Espejo de mi espejo
“Lo noté por primera vez un jueves en el que reñíamos mientras yo lavaba los platos en la cocina”
REVISTA WRITER AVENUE
Norah Zuloaga
3/5/20252 min leer


Lo noté por primera vez un jueves en el que reñíamos mientras yo lavaba los platos en la cocina. Últimamente, discutíamos por todo. Puras tonterías en realidad. Y en cada uno de estos episodios yo sentía cómo se me nublaba, o más bien distorsionaba, la visión. Al principio se lo atribuí a la ira que caldeaba dentro de mí cada vez que mi hija me hablaba así; como si por ese malestar se disparara un zumbido en la sien que alteraba mi foco visual.
Yo sabía que yo era el adulto, que yo era quien debía mantener la cordura. Sin embargo, me dominaba la cólera al escuchar sus palabras punzantes. Pero creo que más que coraje, era tristeza, o incluso, culpa; un desasosiego que me asfixiaba y me hacía explotar.

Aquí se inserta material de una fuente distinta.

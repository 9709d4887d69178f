//! CLI-side configuration glue: `--config` / `--output` overrides on top of
//! `medquery-config`.

use std::path::PathBuf;

use clap::ValueEnum;

use medquery_config::{self as config, Config};

use crate::cli::{GlobalOpts, OutputFormat};
use crate::error::CliError;

/// Config file in effect: `--config` (or `MEDQUERY_CONFIG`), else the
/// platform default.
pub fn config_path(global: &GlobalOpts) -> PathBuf {
    global.config.clone().unwrap_or_else(config::config_path)
}

pub fn load(global: &GlobalOpts) -> Result<Config, CliError> {
    Ok(config::load_config_from(&config_path(global))?)
}

/// `--output` if given, else the config default, else table.
pub fn output_format(global: &GlobalOpts, cfg: &Config) -> Result<OutputFormat, CliError> {
    if let Some(format) = global.output {
        return Ok(format);
    }
    OutputFormat::from_str(&cfg.defaults.output, true).map_err(|reason| CliError::Validation {
        field: "defaults.output".into(),
        reason,
    })
}
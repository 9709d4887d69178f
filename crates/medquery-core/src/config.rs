// ── Runtime defaults ──
//
// Values the core consults when building list parameters. Callers
// construct these (usually from `medquery-config`); the core never reads
// files or the environment.

use serde::{Deserialize, Serialize};

pub const DEFAULT_PAGE_SIZE: u32 = 20;
pub const DEFAULT_MAX_PAGE_SIZE: u32 = 100;

#[derive(Debug, Clone, Copy, PartialEq, Eq, Serialize, Deserialize)]
pub struct QueryDefaults {
    /// Page size for list queries that don't ask for one.
    pub page_size: u32,
    /// Upper bound applied to any requested page size.
    pub max_page_size: u32,
}

impl QueryDefaults {
    /// Clamp a requested page size into `1..=max_page_size`.
    pub fn clamp_page_size(&self, requested: u32) -> u32 {
        requested.clamp(1, self.max_page_size.max(1))
    }
}

impl Default for QueryDefaults {
    fn default() -> Self {
        Self {
            page_size: DEFAULT_PAGE_SIZE,
            max_page_size: DEFAULT_MAX_PAGE_SIZE,
        }
    }
}

#[cfg(test)]
mod tests {
    use super::*;

    #[test]
    fn clamps_into_range() {
        let defaults = QueryDefaults::default();
        assert_eq!(defaults.clamp_page_size(0), 1);
        assert_eq!(defaults.clamp_page_size(50), 50);
        assert_eq!(defaults.clamp_page_size(500), 100);
    }
}
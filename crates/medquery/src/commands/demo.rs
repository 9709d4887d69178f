//! `medquery demo`: a list screen and a detail screen kept fresh through a
//! series of writes.
//!
//! Mounts a list subscription and a detail subscription on an in-memory
//! backend, runs create/update/delete through mutation controllers that
//! invalidate the resource family, and reports how often each subscription
//! refetched.

use std::sync::atomic::{AtomicUsize, Ordering};
use std::sync::{Arc, OnceLock};
use std::time::Duration;

use serde::Serialize;
use tabled::Tabled;
use tracing::info;

use medquery_config::{self as config, Config};
use medquery_core::{
    Fetcher, KeyPart, KeyRegistry, ListParams, MutationCallbacks, MutationController,
    QueryDefaults, QueryError, QueryKey, ResourceKeys, ResourceKind, Subscription, WriteOp,
    invalidation_patterns,
};

use crate::backend::{BackendOptions, ListPage, MemoryBackend, Record, RecordInput};
use crate::cli::{DemoArgs, GlobalOpts};
use crate::config::output_format;
use crate::error::CliError;
use crate::output;

// ── Plan ────────────────────────────────────────────────────────────

/// Demo settings after merging flags over the config file.
#[derive(Debug)]
struct Plan {
    kind: ResourceKind,
    writes: u32,
    seed: u32,
    backend: BackendOptions,
    params: ListParams,
    search: Option<String>,
}

impl Plan {
    fn resolve(args: DemoArgs, cfg: &Config, defaults: &QueryDefaults) -> Result<Self, CliError> {
        let kind = match args.resource {
            Some(kind) => kind,
            None => cfg
                .demo
                .resource
                .parse()
                .map_err(|_| CliError::Validation {
                    field: "demo.resource".into(),
                    reason: format!("unknown resource '{}'", cfg.demo.resource),
                })?,
        };

        let mut params = ListParams::new(defaults);
        if let Some(size) = args.page_size {
            params = params.with_page_size(size, defaults);
        }

        Ok(Self {
            kind,
            writes: args.writes,
            seed: args.seed.unwrap_or(cfg.demo.seed_records),
            backend: BackendOptions {
                latency: Duration::from_millis(args.latency_ms.unwrap_or(cfg.demo.latency_ms)),
                fail_every: args.fail_every.unwrap_or(cfg.demo.fail_every),
            },
            params,
            search: args.search,
        })
    }
}

// ── Report ──────────────────────────────────────────────────────────

#[derive(Debug, Serialize)]
struct DemoReport {
    resource: ResourceKind,
    steps: Vec<StepEntry>,
    subscriptions: Vec<SubscriptionEntry>,
    backend_requests: u64,
    registered_keys: usize,
}

#[derive(Debug, Clone, Serialize, Tabled)]
struct StepEntry {
    #[tabled(rename = "#")]
    step: usize,
    #[tabled(rename = "Action")]
    action: String,
    #[tabled(rename = "Outcome")]
    outcome: String,
    #[tabled(rename = "List fetches")]
    list_fetches: usize,
    #[tabled(rename = "Detail fetches")]
    detail_fetches: usize,
    #[tabled(rename = "Listed")]
    listed: usize,
}

#[derive(Debug, Clone, Serialize, Tabled)]
struct SubscriptionEntry {
    #[tabled(rename = "Screen")]
    screen: String,
    #[tabled(rename = "Key")]
    key: String,
    #[tabled(rename = "Status")]
    status: String,
    #[tabled(rename = "Fetches")]
    fetches: usize,
    #[tabled(rename = "Error")]
    #[serde(skip_serializing_if = "String::is_empty")]
    error: String,
}

// ── Screens ─────────────────────────────────────────────────────────

/// A subscription plus the number of times its fetcher ran.
struct Screen<T> {
    name: &'static str,
    subscription: Subscription<T>,
    fetches: Arc<AtomicUsize>,
}

impl<T: Send + Sync + 'static> Screen<T> {
    fn fetches(&self) -> usize {
        self.fetches.load(Ordering::Relaxed)
    }

    fn entry(&self) -> SubscriptionEntry {
        let state = self.subscription.state();
        SubscriptionEntry {
            screen: self.name.into(),
            key: self.subscription.key().to_string(),
            status: state.status.to_string(),
            fetches: self.fetches(),
            error: state.error.map(|e| e.user_message()).unwrap_or_default(),
        }
    }
}

fn list_fetcher(
    backend: &MemoryBackend,
    params: ListParams,
    fetches: &Arc<AtomicUsize>,
) -> impl Fetcher<ListPage> {
    let backend = backend.clone();
    let fetches = Arc::clone(fetches);
    move |_: &QueryKey| {
        fetches.fetch_add(1, Ordering::Relaxed);
        let backend = backend.clone();
        let params = params.clone();
        async move { backend.list(&params).await }
    }
}

/// Detail fetcher reading the record id from the last key segment.
fn detail_fetcher(backend: &MemoryBackend, fetches: &Arc<AtomicUsize>) -> impl Fetcher<Record> {
    let backend = backend.clone();
    let fetches = Arc::clone(fetches);
    move |key: &QueryKey| {
        fetches.fetch_add(1, Ordering::Relaxed);
        let backend = backend.clone();
        let id = key.parts().last().and_then(KeyPart::as_str).map(str::to_owned);
        async move {
            let id = id.ok_or_else(|| QueryError::Internal("detail key has no id".into()))?;
            backend.get(&id).await
        }
    }
}

// ── Writers ─────────────────────────────────────────────────────────

struct Writers {
    create: MutationController<RecordInput, Record>,
    update: MutationController<(String, RecordInput), Record>,
    delete: MutationController<String, Record>,
}

impl Writers {
    fn new(backend: &MemoryBackend, registry: &KeyRegistry) -> Self {
        let kind = backend.kind();

        let b = backend.clone();
        let create = MutationController::new(move |input: RecordInput| {
            let backend = b.clone();
            async move { backend.create(input).await }
        })
        .invalidates(registry, move |_, _| {
            invalidation_patterns(kind, &WriteOp::Create)
        });

        let b = backend.clone();
        let update = MutationController::new(move |(id, input): (String, RecordInput)| {
            let backend = b.clone();
            async move { backend.update(&id, input).await }
        })
        .invalidates(registry, move |record: &Record, _| {
            invalidation_patterns(kind, &WriteOp::Update {
                id: record.id.clone(),
            })
        });

        let b = backend.clone();
        let delete = MutationController::new(move |id: String| {
            let backend = b.clone();
            async move { backend.delete(&id).await }
        })
        .invalidates(registry, move |record: &Record, _| {
            invalidation_patterns(kind, &WriteOp::Delete {
                id: record.id.clone(),
            })
        });

        Self {
            create,
            update,
            delete,
        }
    }
}

// ── Handler ─────────────────────────────────────────────────────────

pub async fn handle(args: DemoArgs, cfg: &Config, global: &GlobalOpts) -> Result<(), CliError> {
    let defaults = config::to_query_defaults(cfg)?;
    let format = output_format(global, cfg)?;
    let plan = Plan::resolve(args, cfg, &defaults)?;
    let report = run(plan).await?;

    let out = output::render_single(format, &report, render_report, |r| {
        r.subscriptions
            .iter()
            .map(|s| format!("{} {}", s.screen, s.fetches))
            .collect::<Vec<_>>()
            .join("\n")
    })?;
    output::print_output(&out, global.quiet);
    Ok(())
}

async fn run(plan: Plan) -> Result<DemoReport, CliError> {
    let kind = plan.kind;
    let backend = MemoryBackend::seeded(kind, plan.backend, plan.seed).await;
    let registry = KeyRegistry::new();
    let mut params = plan.params.clone();

    // ── Mount the list screen, then the detail screen for its first row
    let list_fetches = Arc::new(AtomicUsize::new(0));
    let mut list = Screen {
        name: "list",
        subscription: Subscription::new(
            &registry,
            ResourceKeys::list(kind, &params),
            list_fetcher(&backend, params.clone(), &list_fetches),
        )?,
        fetches: list_fetches,
    };
    let first_page = list.subscription.settled().await;
    let detail_id = first_page
        .data
        .as_ref()
        .and_then(|page| page.data.first())
        .map(|r| r.id.clone());

    let detail = match &detail_id {
        Some(id) => {
            let fetches = Arc::new(AtomicUsize::new(0));
            let subscription = Subscription::new(
                &registry,
                ResourceKeys::detail(kind, id),
                detail_fetcher(&backend, &fetches),
            )?;
            subscription.settled().await;
            Some(Screen {
                name: "detail",
                subscription,
                fetches,
            })
        }
        None => None,
    };

    let mut steps = Vec::new();
    let mut record_step = |action: String, outcome: String, list: &Screen<ListPage>| {
        let step = StepEntry {
            step: steps.len(),
            action,
            outcome,
            list_fetches: list.fetches(),
            detail_fetches: detail.as_ref().map_or(0, Screen::fetches),
            listed: list.subscription.data().map_or(0, |page| page.total),
        };
        info!(
            step = step.step,
            action = %step.action,
            list_fetches = step.list_fetches,
            detail_fetches = step.detail_fetches,
            "demo step"
        );
        steps.push(step);
    };
    record_step(
        "mount".into(),
        match &detail_id {
            Some(id) => format!("list + detail {id}"),
            None => "list only (no records)".into(),
        },
        &list,
    );

    // ── Writes
    let writers = Writers::new(&backend, &registry);
    let mut created: Vec<String> = Vec::new();
    for n in 0..plan.writes {
        let (action, outcome) = match n % 3 {
            0 => {
                let input = RecordInput {
                    title: Some(format!("{} entry {}", kind.label(), n + 1)),
                    note: Some("added during demo".into()),
                    category: Some("moderate".into()),
                };
                match writers.create.invoke_and_wait(input).await {
                    Ok(record) => {
                        let outcome = format!("created {}", record.id);
                        created.push(record.id);
                        ("create".to_owned(), outcome)
                    }
                    Err(err) => ("create".to_owned(), err.user_message()),
                }
            }
            1 => match detail_id.clone().or_else(|| created.last().cloned()) {
                Some(id) => {
                    let outcome = Arc::new(OnceLock::new());
                    let (ok, failed) = (Arc::clone(&outcome), Arc::clone(&outcome));
                    let callbacks = MutationCallbacks::new()
                        .on_success(move |record: &Record, _: &(String, RecordInput)| {
                            let _ = ok.set(format!("updated {}", record.id));
                        })
                        .on_error(move |err: &QueryError| {
                            let _ = failed.set(err.user_message());
                        });
                    let input = RecordInput {
                        note: Some(format!("revised at write {}", n + 1)),
                        ..RecordInput::default()
                    };
                    writers.update.invoke((id.clone(), input), callbacks).await;
                    let outcome = outcome.get().cloned().unwrap_or_default();
                    (format!("update {id}"), outcome)
                }
                None => ("update".to_owned(), "skipped: nothing to update".to_owned()),
            },
            _ => match created.pop().or_else(|| deletable(&list, detail_id.as_deref())) {
                Some(id) => match writers.delete.invoke_and_wait(id.clone()).await {
                    Ok(_) => (format!("delete {id}"), "soft-deleted".to_owned()),
                    Err(err) => (format!("delete {id}"), err.user_message()),
                },
                None => ("delete".to_owned(), "skipped: nothing to delete".to_owned()),
            },
        };

        list.subscription.settled().await;
        if let Some(detail) = &detail {
            detail.subscription.settled().await;
        }
        record_step(action, outcome, &list);
    }

    // ── Search: new parameters move the list screen to a new key
    if let Some(search) = plan.search {
        params.set_search(Some(search.clone()));
        list.subscription.set_query(
            ResourceKeys::list(kind, &params),
            list_fetcher(&backend, params.clone(), &list.fetches),
        );
        list.subscription.settled().await;
        record_step(format!("search '{search}'"), "list key changed".into(), &list);
    }

    let mut subscriptions = vec![list.entry()];
    subscriptions.extend(detail.as_ref().map(Screen::entry));

    Ok(DemoReport {
        resource: kind,
        steps,
        subscriptions,
        backend_requests: backend.request_count(),
        registered_keys: registry.entry_count(),
    })
}

/// A listed record other than the one on the detail screen.
fn deletable(list: &Screen<ListPage>, keep: Option<&str>) -> Option<String> {
    let page = list.subscription.data()?;
    page.data
        .iter()
        .rev()
        .find(|r| Some(r.id.as_str()) != keep)
        .map(|r| r.id.clone())
}

fn render_report(report: &DemoReport) -> String {
    format!(
        "{} ({})\n{}\n{}\nbackend requests: {}  registered keys: {}",
        report.resource.label(),
        report.resource.endpoint(),
        output::render_table(&report.steps),
        output::render_table(&report.subscriptions),
        report.backend_requests,
        report.registered_keys,
    )
}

Ese jueves, nos herimos. No recuerdo el detonador inicial, pero debió haber sido una de esas trivialidades de siempre: que primero debía terminar su tarea, que no podía llegar más tarde de la hora acordada… en fin.
En el momento que ella comenzó a carburarse, yo dejé caer con fuerza el plato que lavaba. Mi mente me suplicaba que respirara y que hablara con ella, que sobre todo la escuchara; pero mi brazo pudo más que mi voluntad y el plato, que aún escurría agua, azotó contra la mesa. La cerámica estalló en la superficie, y yo enajenada y avergonzada, desvié la mirada hacia la ventana. Vi mi reflejo como un holograma creado por los rayos del sol. Pude verme junto a mi hija con un trozo de plato roto en mis manos. Pero mi rostro ya no era el mío, sino el que alguna vez fue de mi madre. Era su ceño fruncido y su frente que se arrugaba cuando se exaltaba, era su nariz que se inflaba con cada resoplido y eran sus mismos ojos que destellaban dolor, impotencia y arrepentimiento en una sola mirada; tres ríos que desembocaban en un mismo mar espeso.
Desvié la mirada de mi reflejo y fue cuando vi el rostro de mi hija adulterado por un rayo de luz que atravesaba el cristal de la ventana. Sus facciones ya no eran las suyas: sus ojos cristalizados, sus labios trémulos y sus sollozos opacos eran los míos, muchos años atrás sentada frente a la barra de fórmica, discutiendo con mi mamá mientras ella, irritada, lavaba los trastes.
Ante el espejismo, me congelé. Pero ella, mi niña, me quitó el plato fracturado de la mano, me sacó de mi trance, cerró la llave por donde el agua aún corría y me abrazó. Me abrazó con la fuerza de quien entiende, de quien deshace un nudo visceral con un nudo de brazos, con la compasión de quien perdona y con la madurez de quien sabe que no hay nada que decir. En sus ojos, vi los míos, y en el fondo de su mirada vi otros ojos desconocidos que en un futuro lejano reflejarían los suyos.